use super::{labelled, loaded, Feature};
use crate::optimistic::{confirmed_mutate, optimistic_mutate};
use crate::page::PageSync;
use async_trait::async_trait;
use fintra_client::RemoteDataService;
use fintra_core::{
    Account, EntityId, FintraResult, Goal, NewGoal, PaymentInput, ValidationError, Workspace,
};
use serde::{Deserialize, Serialize};

#[derive(Debug, Clone, Copy, Default)]
pub struct Goals;

#[derive(Debug, Clone, PartialEq, Serialize, Deserialize)]
pub struct GoalsSnapshot {
    pub goals: Vec<Goal>,
    pub accounts: Vec<Account>,
}

impl GoalsSnapshot {
    pub fn goal(&self, goal_id: EntityId) -> Option<&Goal> {
        self.goals.iter().find(|g| g.id == goal_id)
    }
}

#[async_trait]
impl Feature for Goals {
    type Snapshot = GoalsSnapshot;
    const KEY: &'static str = "fintra_goals_data";
    const NAME: &'static str = "Goals";

    async fn fetch(
        &self,
        remote: &dyn RemoteDataService,
        workspace: &Workspace,
    ) -> FintraResult<GoalsSnapshot> {
        let (goals, accounts) = tokio::try_join!(
            labelled("Goals", remote.get_goals(workspace.id)),
            labelled("Accounts", remote.get_accounts(workspace.id)),
        )?;
        Ok(GoalsSnapshot { goals, accounts })
    }
}

impl PageSync<Goals> {
    pub async fn add_goal(&self, goal: NewGoal) -> FintraResult<()> {
        goal.validate()?;
        let workspace_id = self.workspace().id;
        confirmed_mutate(self, self.remote().add_goal(workspace_id, &goal)).await
    }

    pub async fn update_goal(&self, goal_id: EntityId, goal: NewGoal) -> FintraResult<()> {
        goal.validate()?;
        confirmed_mutate(self, self.remote().update_goal(goal_id, &goal)).await
    }

    pub async fn delete_goal(&self, goal_id: EntityId) -> FintraResult<()> {
        optimistic_mutate(
            self,
            |s| s.goals.retain(|g| g.id != goal_id),
            self.remote().delete_goal(goal_id),
        )
        .await
    }

    /// The goal must be on screen: its title labels the booked expense.
    pub async fn add_goal_payment(&self, goal_id: EntityId, payment: PaymentInput) -> FintraResult<()> {
        payment.validate()?;
        let snapshot = loaded(self)?;
        let title = snapshot
            .goal(goal_id)
            .map(|g| g.title.clone())
            .ok_or_else(|| ValidationError::InvalidValue {
                field: "goal_id".to_string(),
                reason: format!("goal {goal_id} is not loaded"),
            })?;
        confirmed_mutate(
            self,
            self.remote().add_goal_payment(goal_id, &title, &payment),
        )
        .await
    }

    pub async fn update_goal_payment(
        &self,
        payment_id: EntityId,
        payment: PaymentInput,
    ) -> FintraResult<()> {
        payment.validate()?;
        confirmed_mutate(self, self.remote().update_goal_payment(payment_id, &payment)).await
    }

    pub async fn delete_goal_payment(&self, payment_id: EntityId) -> FintraResult<()> {
        optimistic_mutate(
            self,
            |s| {
                for goal in &mut s.goals {
                    if let Some(pos) = goal.goal_payments.iter().position(|p| p.id == payment_id) {
                        let payment = goal.goal_payments.remove(pos);
                        goal.current_amount = (goal.current_amount - payment.amount).max(0.0);
                    }
                }
            },
            self.remote().delete_goal_payment(payment_id),
        )
        .await
    }
}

########

Set down the whole of the data, exactly as it stands.

use super::{labelled, loaded, Feature};
use crate::optimistic::{confirmed_mutate, optimistic_mutate};
use crate::page::PageSync;
use async_trait::async_trait;
use fintra_client::RemoteDataService;
use fintra_core::{
    Account, EntityId, FintraResult, Goal, NewGoal, PaymentInput, ValidationError, Workspace,
};
use serde::{Deserialize, Serialize};

#[derive(Debug, Clone, Copy, Default)]
pub struct Goals;

#[derive(Debug, Clone, PartialEq, Serialize, Deserialize)]
pub struct GoalsSnapshot {
    pub goals: Vec<Goal>,
    pub accounts: Vec<Account>,
}

impl GoalsSnapshot {
    pub fn goal(&self, goal_id: EntityId) -> Option<&Goal> {
        self.goals.iter().find(|g| g.id == goal_id)
    }
}

#[async_trait]
impl Feature for Goals {
    type Snapshot = GoalsSnapshot;
    const KEY: &'static str = "fintra_goals_data";
    const NAME: &'static str = "Goals";

    async fn fetch(
        &self,
        remote: &dyn RemoteDataService,
        workspace: &Workspace,
    ) -> FintraResult<GoalsSnapshot> {
        let (goals, accounts) = tokio::try_join!(
            labelled("Goals", remote.get_goals(workspace.id)),
            labelled("Accounts", remote.get_accounts(workspace.id)),
        )?;
        Ok(GoalsSnapshot { goals, accounts })
    }
}

impl PageSync<Goals> {
    pub async fn add_goal(&self, goal: NewGoal) -> FintraResult<()> {
        goal.validate()?;
        let workspace_id = self.workspace().id;
        confirmed_mutate(self, self.remote().add_goal(workspace_id, &goal)).await
    }

    pub async fn update_goal(&self, goal_id: EntityId, goal: NewGoal) -> FintraResult<()> {
        goal.validate()?;
        confirmed_mutate(self, self.remote().update_goal(goal_id, &goal)).await
    }

    pub async fn delete_goal(&self, goal_id: EntityId) -> FintraResult<()> {
        optimistic_mutate(
            self,
            |s| s.goals.retain(|g| g.id != goal_id),
            self.remote().delete_goal(goal_id),
        )
        .await
    }

    /// The goal must be on screen: its title labels the booked expense.
    pub async fn add_goal_payment(&self, goal_id: EntityId, payment: PaymentInput) -> FintraResult<()> {
        payment.validate()?;
        let snapshot = loaded(self)?;
        let title = snapshot
            .goal(goal_id)
            .map(|g| g.title.clone())
            .ok_or_else(|| ValidationError::InvalidValue {
                field: "goal_id".to_string(),
                reason: format!("goal {goal_id} is not loaded"),
            })?;
        confirmed_mutate(
            self,
            self.remote().add_goal_payment(goal_id, &title, &payment),
        )
        .await
    }

    pub async fn update_goal_payment(
        &self,
        payment_id: EntityId,
        payment: PaymentInput,
    ) -> FintraResult<()> {
        payment.validate()?;
        confirmed_mutate(self, self.remote().update_goal_payment(payment_id, &payment)).await
    }

    pub async fn delete_goal_payment(&self, payment_id: EntityId) -> FintraResult<()> {
        optimistic_mutate(
            self,
            |s| {
                for goal in &mut s.goals {
                    if let Some(pos) = goal.goal_payments.iter().position(|p| p.id == payment_id) {
                        let payment = goal.goal_payments.remove(pos);
                        goal.current_amount = (goal.current_amount - payment.amount).max(0.0);
                    }
                }
            },
            self.remote().delete_goal_payment(payment_id),
        )
        .await
    }
}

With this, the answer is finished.